Orwell? Is that you on the Far Left?

Four the Fifth Estate
Sophia: Hello, Christopher. Your reflection on the recent conflict has drawn you here. You believe a cause, if just, demands an unflinching, absolute commitment, a willingness to employ maximum force to secure its end. Is that a fair summary?
Christopher: (Sipping a glass of scotch that materialized in his hand) It’s more than fair, Sophia. What good is a battle half-fought? To engage in something as dreadful as war and then to wage it with a timid hand—it's a betrayal of the men and women sent to fight, and a prolonging of the very misery one hopes to end. If a malignancy must be cut out, you don't use a butter knife. You use a scalpel and you go deep.
Sophia: I understand the logic of effectiveness. A gentle violence is a paradox, a self-defeating proposition. But tell me, when that surgical steel cuts "deep," as you say, how do we prevent the scope of the operation from expanding until the patient is consumed by the cure? Is the cost of being "ruthless enough" ever truly factored in? Does the pursuit of an absolute victory not blind one to the moral limits of power?
I don't think the war in Afghanistan was ruthlessly enough waged.
— Christopher Hitchens (1949-2011)
Christopher: Morality in war is a luxury afforded by peace. In the face of a totalitarian darkness, the only ethical choice is the one that extinguishes that darkness quickest. The failure to use the required force—the fear of being judged "too harsh"—that is the real moral failure. It allows the evil to persist.
Sophia: And yet, that very force becomes its own kind of darkness, does it not? The victor's hand, once used to vanquish evil, can become accustomed to striking. When a cause is deemed absolutely just, the means used to serve it often escape scrutiny.

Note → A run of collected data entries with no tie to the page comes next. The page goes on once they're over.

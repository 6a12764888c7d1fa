use chrono::{DateTime, Duration, Utc};
use serde::{Deserialize, Serialize};

/// Closed enumeration of reasons a request was blocked, per spec.md §3.1
/// "Audit entry" / §4.8's error table.
#[derive(Debug, Clone, Copy, PartialEq, Eq, Serialize, Deserialize)]
#[serde(rename_all = "kebab-case")]
pub enum BlockReason {
    RateLimit,
    ContentPolicyViolation,
}

impl BlockReason {
    pub fn as_str(self) -> &'static str {
        match self {
            BlockReason::RateLimit => "rate-limit",
            BlockReason::ContentPolicyViolation => "content-policy-violation",
        }
    }
}

/// Append-only row, per spec.md §3.1 "Audit entry". `id` is assigned by the
/// store on insert; everything else is assembled by the request lifecycle
/// from the audit patch plus request/response metadata.
#[derive(Debug, Clone, Serialize, Deserialize)]
pub struct AuditEntry {
    pub id: Option<i64>,
    pub request_id: String,
    pub timestamp: DateTime<Utc>,
    pub method: String,
    pub path: String,
    pub caller_fingerprint: Option<String>,
    pub user_agent_fingerprint: Option<String>,
    pub key_fingerprint: Option<String>,
    pub request_bytes: i64,
    pub response_status: i32,
    pub response_bytes: i64,
    pub latency_ms: i64,
    pub is_blocked: bool,
    pub block_reason: Option<BlockReason>,
    pub detected_issues_count: i32,
    pub security_confidence: Option<f32>,
    pub llm_provider: Option<String>,
    pub llm_model: Option<String>,
    pub metadata: serde_json::Value,
    pub retention_until: DateTime<Utc>,
}

impl AuditEntry {
    pub fn retention_until_from(created_at: DateTime<Utc>, retention_days: i64) -> DateTime<Utc> {
        created_at + Duration::days(retention_days)
    }
}

/// Filter for `AuditStore::query`, per spec.md §4.3.
#[derive(Debug, Clone, Default)]
pub struct AuditFilter {
    pub since: Option<DateTime<Utc>>,
    pub until: Option<DateTime<Utc>>,
    pub caller_fingerprint: Option<String>,
    pub is_blocked: Option<bool>,
    pub response_status: Option<i32>,
    pub limit: i64,
    pub offset: i64,
}

impl AuditFilter {
    /// Clamps `limit` to the spec's ceiling of 1000.
    pub fn normalized(mut self) -> Self {
        if self.limit <= 0 {
            self.limit = 100;
        }
        self.limit = self.limit.min(1000);
        self
    }
}

#[derive(Debug, Clone, Serialize)]
pub struct AuditStats {
    pub total_requests: i64,
    pub blocked_requests: i64,
    pub block_rate: f64,
    pub avg_latency_ms: f64,
    pub unique_callers: i64,
    pub counts_by_status: Vec<(i32, i64)>,
}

Tell me, Christopher, who acts as the ultimate Fifth Estate on the exercise of such power—who holds the ruthlessness itself to account?
Christopher: (A faint smile touches his lips) Why, we do, Sophia. Those of us armed with a pen, a microphone, and an utter contempt for platitudes and easy pieties. Those who refuse to cheer a poorly executed war or a soft-headed peace. That accountability must come from outside the machinery of state. It has to be the unapologetic and rigorous voice of scrutiny.
Sophia: An admirable goal. But the "unapologetic and rigorous voice" is, like any instrument, only as good as the hand wielding it. Even the sharpest critique can become just another form of self-certainty, a demand for a different kind of extreme. True wisdom, it seems to me, lies not in choosing between degrees of ruthlessness, but in seeing the limits of force itself—and knowing when to put the knife away entirely.
Christopher: A noble thought, Sophia. But only after the job is done.